What you are asked to do
Your response should contain each line of the data that includes "ready".

[Collected data]
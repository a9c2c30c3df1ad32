//! Seller dashboard route handlers.
//!
//! Open to sellers and admins. Admins manage order status from their own
//! dashboard through the same update route.

use askama::Template;
use askama_web::WebTemplate;
use axum::{
    Form,
    extract::{Path, State},
    response::{IntoResponse, Redirect, Response},
};
use serde::Deserialize;
use tower_sessions::Session;
use tracing::instrument;

use marketstall_core::{OrderId, OrderStatus};

use crate::backend::{Order, Product, SellerStats};
use crate::error::{AppError, Result, add_breadcrumb};
use crate::filters;
use crate::middleware::{Page, RequireSeller, safe_next};
use crate::models::Toast;
use crate::state::AppState;

use super::{recover, write_failed};

/// Orders shown on the dashboard overview.
const RECENT_ORDERS: usize = 5;

/// Seller dashboard overview template.
#[derive(Template, WebTemplate)]
#[template(path = "seller/dashboard.html")]
pub struct DashboardTemplate {
    pub page: Page,
    pub stats: SellerStats,
    pub orders: Vec<Order>,
    pub statuses: [OrderStatus; 5],
    pub return_to: &'static str,
}

/// Seller products template.
#[derive(Template, WebTemplate)]
#[template(path = "seller/products.html")]
pub struct ProductsTemplate {
    pub page: Page,
    pub products: Vec<Product>,
}

/// Seller orders template.
#[derive(Template, WebTemplate)]
#[template(path = "seller/orders.html")]
pub struct OrdersTemplate {
    pub page: Page,
    pub orders: Vec<Order>,
    pub statuses: [OrderStatus; 5],
    pub return_to: &'static str,
}

/// Display the dashboard overview.
#[instrument(skip_all, fields(user_id = %user.id))]
pub async fn dashboard(
    State(state): State<AppState>,
    session: Session,
    RequireSeller(user): RequireSeller,
    mut page: Page,
) -> Result<impl IntoResponse> {
    let (stats, orders) = tokio::join!(
        state.api().seller_stats(&user.token),
        state.api().seller_orders(&user.token)
    );
    let stats = recover(&session, &mut page, stats).await?;
    let mut orders = recover(&session, &mut page, orders).await?;
    orders.truncate(RECENT_ORDERS);

    Ok(DashboardTemplate {
        page,
        stats,
        orders,
        statuses: OrderStatus::ALL,
        return_to: "/seller",
    })
}

/// Display the seller's products.
#[instrument(skip_all, fields(user_id = %user.id))]
pub async fn products(
    State(state): State<AppState>,
    session: Session,
    RequireSeller(user): RequireSeller,
    mut page: Page,
) -> Result<impl IntoResponse> {
    let products = state.api().seller_products(&user.token).await;
    let products = recover(&session, &mut page, products).await?;

    Ok(ProductsTemplate { page, products })
}

/// Display orders with status controls.
#[instrument(skip_all, fields(user_id = %user.id))]
pub async fn orders(
    State(state): State<AppState>,
    session: Session,
    RequireSeller(user): RequireSeller,
    mut page: Page,
) -> Result<impl IntoResponse> {
    let orders = state.api().seller_orders(&user.token).await;
    let orders = recover(&session, &mut page, orders).await?;

    Ok(OrdersTemplate {
        page,
        orders,
        statuses: OrderStatus::ALL,
        return_to: "/seller/orders",
    })
}

/// Status update form data.
#[derive(Debug, Deserialize)]
pub struct StatusForm {
    #[serde(default)]
    pub status: String,
    pub return_to: Option<String>,
}

impl StatusForm {
    fn back_to(&self) -> &str {
        safe_next(self.return_to.as_deref()).unwrap_or("/seller/orders")
    }
}

/// Move an order to a new status.
#[instrument(skip(state, session, user, form), fields(user_id = %user.id))]
pub async fn update_status(
    State(state): State<AppState>,
    session: Session,
    RequireSeller(user): RequireSeller,
    Path(id): Path<String>,
    Form(form): Form<StatusForm>,
) -> Result<Response> {
    let id = OrderId::parse(&id).map_err(|_| AppError::NotFound(format!("order {id}")))?;
    let back_to = form.back_to();

    let Ok(status) = form.status.parse::<OrderStatus>() else {
        Toast::error("Please choose a valid status.").push(&session).await;
        return Ok(Redirect::to(back_to).into_response());
    };

    match state.api().update_order_status(&user.token, &id, status).await {
        Ok(order) => {
            tracing::info!(order_id = %order.id, status = %order.status, "Order status updated");
            add_breadcrumb(
                "seller",
                "Updated order status",
                Some(&[("order_id", id.as_str()), ("status", status.as_str())]),
            );
            Toast::success(format!("Order marked {}.", status.label().to_lowercase()))
                .push(&session)
                .await;
            Ok(Redirect::to(back_to).into_response())
        }
        Err(e) => write_failed(&session, e, back_to).await,
    }
}

#[cfg(test)]
mod tests {
    use super::*;

    #[test]
    fn test_status_form_return_path() {
        let form = StatusForm {
            status: "shipped".to_string(),
            return_to: Some("/admin/orders".to_string()),
        };
        assert_eq!(form.back_to(), "/admin/orders");

        let form = StatusForm {
            status: "shipped".to_string(),
            return_to: None,
        };
        assert_eq!(form.back_to(), "/seller/orders");
    }
}
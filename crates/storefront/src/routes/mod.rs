//! HTTP route handlers for storefront.
//!
//! # Route Structure
//!
//! ```text
//! GET  /                       - Home page
//! GET  /health                 - Liveness probe
//! GET  /health/ready           - Readiness probe (backend reachable)
//!
//! # Products
//! GET  /products               - Catalog (search, category, sort, page)
//! GET  /products/{id}          - Product detail
//! POST /products/{id}/reviews  - Submit a review (auth)
//!
//! # Cart (HTMX fragments, redirects without JS)
//! GET  /cart                   - Cart page
//! POST /cart/add               - Add to cart (returns badge, triggers cart-updated)
//! POST /cart/update            - Set quantity (returns cart_items fragment)
//! POST /cart/increment         - One more unit
//! POST /cart/decrement         - One fewer unit (never below 1)
//! POST /cart/remove            - Remove line
//! POST /cart/clear             - Empty the cart
//! GET  /cart/count             - Cart count badge (fragment)
//!
//! # Checkout (auth)
//! GET  /checkout               - Resume at the current step
//! GET  /checkout/shipping      - Shipping form
//! POST /checkout/shipping      - Submit shipping
//! GET  /checkout/payment       - Payment method form
//! POST /checkout/payment       - Submit payment method
//! GET  /checkout/review        - Order review
//! POST /checkout/back          - Previous step
//! POST /checkout/place         - Place the order
//! GET  /checkout/confirmation/{order_id} - Confirmation
//!
//! # Auth
//! GET  /auth/login             - Login page
//! POST /auth/login             - Login action
//! GET  /auth/register          - Register page
//! POST /auth/register          - Register action
//! POST /auth/logout            - Logout action
//!
//! # Account (auth)
//! GET  /account                - Profile and recent orders
//! GET  /account/orders         - Order history
//! GET  /account/orders/{id}    - Order detail
//! GET  /account/wishlist       - Wishlist
//! POST /account/wishlist/{product_id}        - Add to wishlist
//! POST /account/wishlist/{product_id}/remove - Remove from wishlist
//!
//! # Seller dashboard (seller or admin)
//! GET  /seller                 - Stats and recent orders
//! GET  /seller/products        - Listed products
//! GET  /seller/orders          - Orders with status controls
//! POST /seller/orders/{id}/status - Update order status
//!
//! # Admin dashboard (admin)
//! GET  /admin                  - Store-wide stats
//! GET  /admin/users            - All users
//! GET  /admin/orders           - All orders
//! ```

pub mod account;
pub mod admin;
pub mod auth;
pub mod cart;
pub mod checkout;
pub mod health;
pub mod home;
pub mod products;
pub mod seller;

use axum::{
    Router,
    response::{IntoResponse, Redirect, Response},
    routing::{get, post},
};
use tower_sessions::Session;

use crate::backend::ApiError;
use crate::error::AppError;
use crate::middleware::{Page, auth_rate_limiter, clear_current_user, mutation_rate_limiter};
use crate::models::Toast;
use crate::state::AppState;

// =============================================================================
// Backend failure handling
// =============================================================================

/// Drop the signed-in user when the backend rejected their token.
async fn expire_session(session: &Session, message: String) -> AppError {
    tracing::info!(reason = %message, "Backend rejected session token, signing out");
    if let Err(e) = clear_current_user(session).await {
        return AppError::Session(e);
    }
    AppError::Unauthorized(message)
}

/// Unwrap a backend read for a page, degrading to an empty value plus an
/// error toast when the backend is unavailable.
///
/// An expired token signs the visitor out and redirects to login.
pub(crate) async fn recover<T: Default>(
    session: &Session,
    page: &mut Page,
    result: Result<T, ApiError>,
) -> Result<T, AppError> {
    match result {
        Ok(value) => Ok(value),
        Err(ApiError::Unauthorized(message)) => Err(expire_session(session, message).await),
        Err(e) => {
            tracing::warn!(error = %e, "Backend read failed, rendering without data");
            page.toasts.push(Toast::error(e.user_message()));
            Ok(T::default())
        }
    }
}

/// Unwrap a backend read the page cannot render without.
///
/// An expired token signs the visitor out; other errors become `AppError`.
pub(crate) async fn require<T>(session: &Session, result: Result<T, ApiError>) -> Result<T, AppError> {
    match result {
        Ok(value) => Ok(value),
        Err(ApiError::Unauthorized(message)) => Err(expire_session(session, message).await),
        Err(e) => Err(e.into()),
    }
}

/// Report a failed backend write as a toast and send the visitor back.
pub(crate) async fn write_failed(
    session: &Session,
    err: ApiError,
    back_to: &str,
) -> Result<Response, AppError> {
    if let ApiError::Unauthorized(message) = err {
        return Err(expire_session(session, message).await);
    }
    tracing::warn!(error = %err, "Backend write failed");
    Toast::error(err.user_message()).push(session).await;
    Ok(Redirect::to(back_to).into_response())
}

// =============================================================================
// Routers
// =============================================================================

/// Create the product routes router.
pub fn product_routes() -> Router<AppState> {
    Router::new()
        .route("/", get(products::index))
        .route("/{id}", get(products::show))
        .route(
            "/{id}/reviews",
            post(products::create_review).route_layer(mutation_rate_limiter()),
        )
}

/// Create the cart routes router.
pub fn cart_routes() -> Router<AppState> {
    let mutations = Router::new()
        .route("/add", post(cart::add))
        .route("/update", post(cart::update))
        .route("/increment", post(cart::increment))
        .route("/decrement", post(cart::decrement))
        .route("/remove", post(cart::remove))
        .route("/clear", post(cart::clear))
        .route_layer(mutation_rate_limiter());

    Router::new()
        .route("/", get(cart::show))
        .route("/count", get(cart::count))
        .merge(mutations)
}

/// Create the checkout routes router.
pub fn checkout_routes() -> Router<AppState> {
    let mutations = Router::new()
        .route("/back", post(checkout::back))
        .route("/place", post(checkout::place))
        .route_layer(mutation_rate_limiter());

    Router::new()
        .route("/", get(checkout::index))
        .route(
            "/shipping",
            get(checkout::shipping_page).post(checkout::submit_shipping),
        )
        .route(
            "/payment",
            get(checkout::payment_page).post(checkout::submit_payment),
        )
        .route("/review", get(checkout::review_page))
        .route("/confirmation/{order_id}", get(checkout::confirmation))
        .merge(mutations)
}

/// Create the auth routes router.
pub fn auth_routes() -> Router<AppState> {
    Router::new()
        .route(
            "/login",
            get(auth::login_page).merge(post(auth::login).route_layer(auth_rate_limiter())),
        )
        .route(
            "/register",
            get(auth::register_page).merge(post(auth::register).route_layer(auth_rate_limiter())),
        )
        .route("/logout", post(auth::logout))
}

/// Create the account routes router.
pub fn account_routes() -> Router<AppState> {
    Router::new()
        .route("/", get(account::index))
        .route("/orders", get(account::orders))
        .route("/orders/{id}", get(account::order_detail))
        .route("/wishlist", get(account::wishlist))
        .route("/wishlist/{product_id}", post(account::add_to_wishlist))
        .route(
            "/wishlist/{product_id}/remove",
            post(account::remove_from_wishlist),
        )
}

/// Create the seller dashboard routes router.
pub fn seller_routes() -> Router<AppState> {
    Router::new()
        .route("/", get(seller::dashboard))
        .route("/products", get(seller::products))
        .route("/orders", get(seller::orders))
        .route("/orders/{id}/status", post(seller::update_status))
}

/// Create the admin dashboard routes router.
pub fn admin_routes() -> Router<AppState> {
    Router::new()
        .route("/", get(admin::dashboard))
        .route("/users", get(admin::users))
        .route("/orders", get(admin::orders))
}

/// Create all routes for the storefront.
pub fn routes() -> Router<AppState> {
    Router::new()
        .route("/", get(home::home))
        .route("/health", get(health::health))
        .route("/health/ready", get(health::readiness))
        .nest("/products", product_routes())
        .nest("/cart", cart_routes())
        .nest("/checkout", checkout_routes())
        .nest("/auth", auth_routes())
        .nest("/account", account_routes())
        .nest("/seller", seller_routes())
        .nest("/admin", admin_routes())
        .fallback(not_found)
}

/// Fallback for unknown paths.
async fn not_found() -> AppError {
    AppError::NotFound("page".to_string())
}
//! Authentication route handlers.
//!
//! Handles login, registration and logout against the backend's
//! `/auth/*` endpoints. The returned bearer token is kept in the session.

use askama::Template;
use askama_web::WebTemplate;
use axum::{
    Form,
    extract::{Query, State},
    http::StatusCode,
    response::{IntoResponse, Redirect, Response},
};
use serde::Deserialize;
use tower_sessions::Session;
use tracing::instrument;

use marketstall_core::{Email, UserRole};

use crate::backend::{ApiError, AuthPayload, LoginRequest, RegisterRequest};
use crate::error::{Result, add_breadcrumb, clear_sentry_user, set_sentry_user};
use crate::filters;
use crate::middleware::{OptionalAuth, Page, clear_current_user, safe_next, set_current_user};
use crate::models::{Checkout, CurrentUser, Toast};
use crate::state::AppState;

/// Shortest password accepted at registration.
const MIN_PASSWORD_CHARS: usize = 8;

// =============================================================================
// Form Types
// =============================================================================

/// Login form data.
#[derive(Debug, Deserialize)]
pub struct LoginForm {
    #[serde(default)]
    pub email: String,
    #[serde(default)]
    pub password: String,
    pub next: Option<String>,
}

/// Registration form data.
#[derive(Debug, Deserialize)]
pub struct RegisterForm {
    #[serde(default)]
    pub name: String,
    #[serde(default)]
    pub email: String,
    #[serde(default)]
    pub password: String,
    #[serde(default)]
    pub password_confirm: String,
    /// Checkbox; present only when ticked.
    pub seller: Option<String>,
    pub next: Option<String>,
}

impl RegisterForm {
    /// Check the form and build the backend request.
    ///
    /// # Errors
    ///
    /// Returns a message suitable for display next to the form.
    pub fn validate(&self) -> std::result::Result<RegisterRequest, String> {
        let name = self.name.trim();
        if name.is_empty() {
            return Err("Please enter your name".to_string());
        }
        let email = Email::parse(self.email.trim()).map_err(|e| e.to_string())?;
        if self.password.chars().count() < MIN_PASSWORD_CHARS {
            return Err(format!(
                "Password must be at least {MIN_PASSWORD_CHARS} characters"
            ));
        }
        if self.password != self.password_confirm {
            return Err("Passwords do not match".to_string());
        }

        Ok(RegisterRequest {
            name: name.to_string(),
            email,
            password: self.password.clone(),
            role: if self.seller.is_some() {
                UserRole::Seller
            } else {
                UserRole::Customer
            },
        })
    }
}

// =============================================================================
// Query Types
// =============================================================================

/// Query parameters of the login and register pages.
#[derive(Debug, Default, Deserialize)]
pub struct AuthQuery {
    pub next: Option<String>,
    /// Set when the visitor was signed out because their token expired.
    pub expired: Option<String>,
}

// =============================================================================
// Templates
// =============================================================================

/// Login page template.
#[derive(Template, WebTemplate)]
#[template(path = "auth/login.html")]
pub struct LoginTemplate {
    pub page: Page,
    pub next: String,
    pub email: String,
    pub error: Option<String>,
}

/// Register page template.
#[derive(Template, WebTemplate)]
#[template(path = "auth/register.html")]
pub struct RegisterTemplate {
    pub page: Page,
    pub next: String,
    pub name: String,
    pub email: String,
    pub seller: bool,
    pub error: Option<String>,
}

/// Where to go after signing in.
fn landing(next: Option<&str>) -> String {
    safe_next(next).unwrap_or("/").to_string()
}

/// Store the signed-in user and tag Sentry events with them.
async fn sign_in(session: &Session, payload: AuthPayload) -> Result<CurrentUser> {
    let user = CurrentUser::from(payload);
    set_current_user(session, &user).await?;
    set_sentry_user(&user.id, Some(user.email.as_str()));
    Ok(user)
}

/// Message shown when the backend refuses a login or registration.
fn rejection_message(err: &ApiError) -> String {
    match err {
        ApiError::Unauthorized(_) => "Invalid email or password".to_string(),
        other => other.user_message(),
    }
}

// =============================================================================
// Login Routes
// =============================================================================

/// Display the login page.
#[instrument(skip_all)]
pub async fn login_page(
    session: Session,
    mut page: Page,
    OptionalAuth(user): OptionalAuth,
    Query(query): Query<AuthQuery>,
) -> Response {
    if user.is_some() {
        page.keep_toasts(&session).await;
        return Redirect::to(&landing(query.next.as_deref())).into_response();
    }
    if query.expired.is_some() {
        page.toasts
            .push(Toast::info("Your session has expired. Please sign in again."));
    }

    LoginTemplate {
        page,
        next: landing(query.next.as_deref()),
        email: String::new(),
        error: None,
    }
    .into_response()
}

/// Handle login form submission.
#[instrument(skip_all)]
pub async fn login(
    State(state): State<AppState>,
    session: Session,
    page: Page,
    Form(form): Form<LoginForm>,
) -> Result<Response> {
    let next = landing(form.next.as_deref());
    let fail = |page: Page, status: StatusCode, error: String| {
        (
            status,
            LoginTemplate {
                page,
                next: next.clone(),
                email: form.email.trim().to_string(),
                error: Some(error),
            },
        )
            .into_response()
    };

    let Ok(email) = Email::parse(form.email.trim()) else {
        return Ok(fail(
            page,
            StatusCode::UNPROCESSABLE_ENTITY,
            "Please enter a valid email address".to_string(),
        ));
    };
    if form.password.is_empty() {
        return Ok(fail(
            page,
            StatusCode::UNPROCESSABLE_ENTITY,
            "Please enter your password".to_string(),
        ));
    }

    let request = LoginRequest {
        email,
        password: form.password.clone(),
    };
    let payload = match state.api().login(&request).await {
        Ok(payload) => payload,
        Err(e) => {
            tracing::warn!(error = %e, "Login failed");
            let status = match e {
                ApiError::Unauthorized(_) | ApiError::Rejected { .. } => {
                    StatusCode::UNPROCESSABLE_ENTITY
                }
                ApiError::RateLimited(_) => StatusCode::TOO_MANY_REQUESTS,
                _ => StatusCode::BAD_GATEWAY,
            };
            return Ok(fail(page, status, rejection_message(&e)));
        }
    };

    let user = sign_in(&session, payload).await?;
    tracing::info!(user_id = %user.id, role = %user.role, "User logged in");
    add_breadcrumb("auth", "Logged in", None);
    page.keep_toasts(&session).await;
    Toast::success(format!("Welcome back, {}!", user.name))
        .push(&session)
        .await;

    Ok(Redirect::to(&next).into_response())
}

// =============================================================================
// Registration Routes
// =============================================================================

/// Display the registration page.
#[instrument(skip_all)]
pub async fn register_page(
    session: Session,
    page: Page,
    OptionalAuth(user): OptionalAuth,
    Query(query): Query<AuthQuery>,
) -> Response {
    if user.is_some() {
        page.keep_toasts(&session).await;
        return Redirect::to(&landing(query.next.as_deref())).into_response();
    }

    RegisterTemplate {
        page,
        next: landing(query.next.as_deref()),
        name: String::new(),
        email: String::new(),
        seller: false,
        error: None,
    }
    .into_response()
}

/// Handle registration form submission.
///
/// The backend signs the new account in straight away.
#[instrument(skip_all)]
pub async fn register(
    State(state): State<AppState>,
    session: Session,
    page: Page,
    Form(form): Form<RegisterForm>,
) -> Result<Response> {
    let next = landing(form.next.as_deref());
    let fail = |page: Page, status: StatusCode, error: String| {
        (
            status,
            RegisterTemplate {
                page,
                next: next.clone(),
                name: form.name.trim().to_string(),
                email: form.email.trim().to_string(),
                seller: form.seller.is_some(),
                error: Some(error),
            },
        )
            .into_response()
    };

    let request = match form.validate() {
        Ok(request) => request,
        Err(message) => return Ok(fail(page, StatusCode::UNPROCESSABLE_ENTITY, message)),
    };

    let payload = match state.api().register(&request).await {
        Ok(payload) => payload,
        Err(e) => {
            tracing::warn!(error = %e, "Registration failed");
            let status = if matches!(e, ApiError::Rejected { status, .. } if status.is_client_error()) {
                StatusCode::UNPROCESSABLE_ENTITY
            } else {
                StatusCode::BAD_GATEWAY
            };
            return Ok(fail(page, status, rejection_message(&e)));
        }
    };

    let user = sign_in(&session, payload).await?;
    tracing::info!(user_id = %user.id, role = %user.role, "User registered");
    add_breadcrumb("auth", "Registered", None);
    page.keep_toasts(&session).await;
    Toast::success(format!("Welcome to {}, {}!", state.config().store_name, user.name))
        .push(&session)
        .await;

    Ok(Redirect::to(&next).into_response())
}

// =============================================================================
// Logout Route
// =============================================================================

/// Handle logout.
///
/// Drops the user and any checkout in progress; the cart is kept.
#[instrument(skip_all)]
pub async fn logout(session: Session) -> Result<Response> {
    clear_current_user(&session).await?;
    Checkout::clear(&session).await?;
    clear_sentry_user();
    add_breadcrumb("auth", "Logged out", None);

    Toast::info("You have been signed out.").push(&session).await;
    Ok(Redirect::to("/").into_response())
}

Answer section
//! GET  /health/ready           - Readiness probe (backend reachable)
        .route("/health/ready", get(health::readiness))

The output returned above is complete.